Так Мар установила собственную иерархию ценностей: „… сначала она — грешница, а потом святая, сначала любовь, а потом — вера“ (С.130). Вот и спешит Алина Рушиц стать „прелюбодейкой и распутницей“, потому что это „настоящий, „смертельный грех“, который „равняет ее с великими грешницами“ (выделено мною. — М. М.;С. 129). В своем последнем романе Мар интересно затронула тему гордыни, что, несомненно, сближает ее с традицией русской литературы, идущей от Достоевского. Она вообще, как кажется, поставила в своем последнем романе перед собой задачу исследовать самою природу греха, его притягательности именно в виду того, что за ним должно следовать невыносимое по тяжести искупление. И когда Алина решает изменить Генриху Шемиоту с его сыном Юлием, она думает о „грехе, который бросил бы“ ее „ничком, в прах между двумя — небом и Генрихом“, и о том, „что Шемиот может потребовать“ от нее „как искупление“ (С.140). И Юлию она честно признается, что не хочет его как любовника, а только „жаждет“ его „как грех, тяжкий грех“ (С. 138) перед его отцом. (Впрочем, это не помешало ей почувствовать, что „поцелуи Юлия сладострастны по-иному“ (С.141), а писательнице отметить, что измена происходит на той же постели „с занавесками лунного цвета“, „и качание цветущих деревьев за окном, и голубое небо, и щебет ласточек, и солнце, и слезы, и тоску, и сладострастье греха среди поцелуев и жадности рук“ (С.140) — те же самые.

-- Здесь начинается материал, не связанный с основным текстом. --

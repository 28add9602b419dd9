//! Core adapter trait and supporting types.
//!
//! Every adapter (calendar, gmail, league, oura, demo) implements the
//! [`Adapter`] trait, which is everything the protocol layer needs to list
//! and invoke its tools and resources.

use std::collections::HashMap;

use async_trait::async_trait;
use serde::{Deserialize, Serialize};

use crate::error::Result;

// ---------------------------------------------------------------------------
// Supporting types
// ---------------------------------------------------------------------------

/// The category of service an adapter provides.
#[derive(Debug, Clone, Copy, PartialEq, Eq, Hash, Serialize, Deserialize)]
#[serde(rename_all = "snake_case")]
pub enum AdapterType {
    /// Calendars and schedules.
    Productivity,
    /// Email.
    Messaging,
    /// Live telemetry from a local application.
    Telemetry,
    /// Health and wearable data.
    Health,
    /// Local helpers with no backing service.
    Utility,
}

impl std::fmt::Display for AdapterType {
    fn fmt(&self, f: &mut std::fmt::Formatter<'_>) -> std::fmt::Result {
        match self {
            Self::Productivity => write!(f, "productivity"),
            Self::Messaging => write!(f, "messaging"),
            Self::Telemetry => write!(f, "telemetry"),
            Self::Health => write!(f, "health"),
            Self::Utility => write!(f, "utility"),
        }
    }
}

/// The health status of an adapter.
#[derive(Debug, Clone, Copy, PartialEq, Eq, Serialize, Deserialize)]
#[serde(rename_all = "snake_case")]
pub enum HealthStatus {
    /// The adapter is fully operational.
    Healthy,
    /// The adapter is working but with reduced capability.
    Degraded,
    /// The adapter is not functional.
    Unhealthy,
}

impl std::fmt::Display for HealthStatus {
    fn fmt(&self, f: &mut std::fmt::Formatter<'_>) -> std::fmt::Result {
        match self {
            Self::Healthy => write!(f, "healthy"),
            Self::Degraded => write!(f, "degraded"),
            Self::Unhealthy => write!(f, "unhealthy"),
        }
    }
}

/// A tool exposed by an adapter that the agent can invoke.
#[derive(Debug, Clone, Serialize, Deserialize)]
pub struct ToolDefinition {
    /// Machine-readable tool name (e.g. `get_my_day`).
    pub name: String,
    /// Human-readable description of what the tool does.
    pub description: String,
    /// JSON Schema describing the tool's input parameters.
    pub parameters: serde_json::Value,
}

/// A fixed resource with a concrete URI (e.g. `calendar://events`).
#[derive(Debug, Clone, Serialize, Deserialize)]
pub struct ResourceDefinition {
    pub uri: String,
    pub name: String,
    pub description: String,
    pub mime_type: String,
}

/// A parameterised resource (e.g. `greeting://{name}`).
#[derive(Debug, Clone, Serialize, Deserialize)]
pub struct ResourceTemplate {
    pub uri_template: String,
    pub name: String,
    pub description: String,
    pub mime_type: String,
}

/// Authentication requirements for an adapter.
#[derive(Debug, Clone, Serialize, Deserialize)]
pub struct AuthRequirement {
    /// The credential provider name (e.g. `google`, `oura`).
    pub provider: String,
    /// The scopes or permissions required.
    pub scopes: Vec<String>,
}

// ---------------------------------------------------------------------------
// Core trait
// ---------------------------------------------------------------------------

/// The universal adapter interface.
///
/// The protocol layer discovers tools via [`Adapter::tools`] and runs them
/// via [`Adapter::execute_tool`]; resources work the same way through
/// [`Adapter::resources`], [`Adapter::resource_templates`] and
/// [`Adapter::read_resource`].
#[async_trait]
pub trait Adapter: Send + Sync {
    /// Return the unique identifier for this adapter instance.
    fn id(&self) -> &str;

    /// The name the adapter announces to the agent host.
    fn server_name(&self) -> &str;

    /// Return the category of service this adapter provides.
    fn adapter_type(&self) -> AdapterType;

    /// Acquire credentials and get ready to serve calls.
    async fn connect(&mut self) -> Result<()>;

    /// Gracefully disconnect from the backing service.
    async fn disconnect(&mut self) -> Result<()>;

    /// Check whether the adapter is healthy and operational.
    async fn health_check(&self) -> Result<HealthStatus>;

    /// Return the list of tools this adapter exposes.
    fn tools(&self) -> Vec<ToolDefinition>;

    /// Execute a named tool with the given JSON parameters.
    ///
    /// A string result is shown to the agent verbatim; any other JSON value
    /// is pretty-printed.
    async fn execute_tool(
        &self,
        name: &str,
        params: serde_json::Value,
    ) -> Result<serde_json::Value>;

    /// Fixed resources this adapter exposes.
    fn resources(&self) -> Vec<ResourceDefinition> {
        Vec::new()
    }

    /// Parameterised resources this adapter exposes.
    fn resource_templates(&self) -> Vec<ResourceTemplate> {
        Vec::new()
    }

    /// Read a resource by URI.
    async fn read_resource(&self, uri: &str) -> Result<serde_json::Value>;

    /// Return the authentication requirements for this adapter, if any.
    fn required_auth(&self) -> Option<AuthRequirement>;
}

// ---------------------------------------------------------------------------
// URI templates
// ---------------------------------------------------------------------------

/// Match `uri` against a simple `{var}` template and return the captured
/// variables.  Variables match up to the next literal (or the end of the
/// URI) and must be non-empty.
///
/// ```
/// use daybook_adapters::traits::match_template;
///
/// let vars = match_template("greeting://{name}", "greeting://bob").unwrap();
/// assert_eq!(vars["name"], "bob");
/// ```
pub fn match_template(template: &str, uri: &str) -> Option<HashMap<String, String>> {
    let mut vars = HashMap::new();
    let mut rest_template = template;
    let mut rest_uri = uri;

    while !rest_template.is_empty() {
        match rest_template.find('{') {
            Some(0) => {
                let close = rest_template.find('}')?;
                let name = &rest_template[1..close];
                rest_template = &rest_template[close + 1..];

                let literal_end = rest_template.find('{').unwrap_or(rest_template.len());
                let next_literal = &rest_template[..literal_end];
                let value_end = if next_literal.is_empty() {
                    rest_uri.len()
                } else {
                    rest_uri.find(next_literal)?
                };
                let value = &rest_uri[..value_end];
                if value.is_empty() {
                    return None;
                }
                vars.insert(name.to_string(), value.to_string());
                rest_uri = &rest_uri[value_end..];
            }
            Some(open) => {
                let literal = &rest_template[..open];
                rest_uri = rest_uri.strip_prefix(literal)?;
                rest_template = &rest_template[open..];
            }
            None => {
                rest_uri = rest_uri.strip_prefix(rest_template)?;
                rest_template = "";
            }
        }
    }

    rest_uri.is_empty().then_some(vars)
}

И все же то, что лишено мистических, острых, по особому волнующих переживаний, оставляет Алину равнодушной. Не случайно в романе сцена первой близости Алины и Генриха, сцена, которая должна быть вершиной эротического волнения, изображена довольно буднично. „Только боль поняла она в тайне слияния. Оно показалось ей чрезвычайно простым, чересчур физиологичным и менее всего мистическим“ (С. 122).

Надо сказать, что не Мар явилась первооткрывательницей темы „жажды греха“. Десятью годами раньше к ней прикоснулась другая представительница женской литературы серебряного века Л. Зиновьева-Аннибал. [73] В ее „Трагическом зверинце“ присутствовали и намеки на лесбийские отношения между девочками в школе, и жгучая сладость тайны унижения, боли, стыда, возникающих при одной мысли о грядущем наказании. Героиня „Трагического зверинца“ маленькая Вера выступила даже в какой- то степени совратительницей своего брата, заставив его в темноте чулана бить себя. Таким образом она и его и себя повязала общей тайной сокровенной игры в мучителя и мученицу. Но у Зиновьевой — Аннибал эти темы были даны пунктиром, можно сказать, потонули в водовороте сложной философской проблематики сборника, которая именно в целом оказалась принципиально новаторской. Впервые в русской литературе ребенок был дан не как сосуд непорочности и нравственной целостности и ценности, а его душа предстала как поле битвы Дьявола и Бога. Поэтому критика только ужасалась и вздыхала по поводу появившихся откровений, не акцентируя внимания отдельно на вы ставленных на всеобщее обозрение пороках.

73

На Мар как последовательницу Зиновьевой — Аннибал впервые указала современная исследовательница Т. Никольская. См.: Никольская Т. Л. Творческий путь Л. Д. Зиновьевой-Аннибал // Ученые записки Тартусского гос. Университета. 1988. Вып. 813.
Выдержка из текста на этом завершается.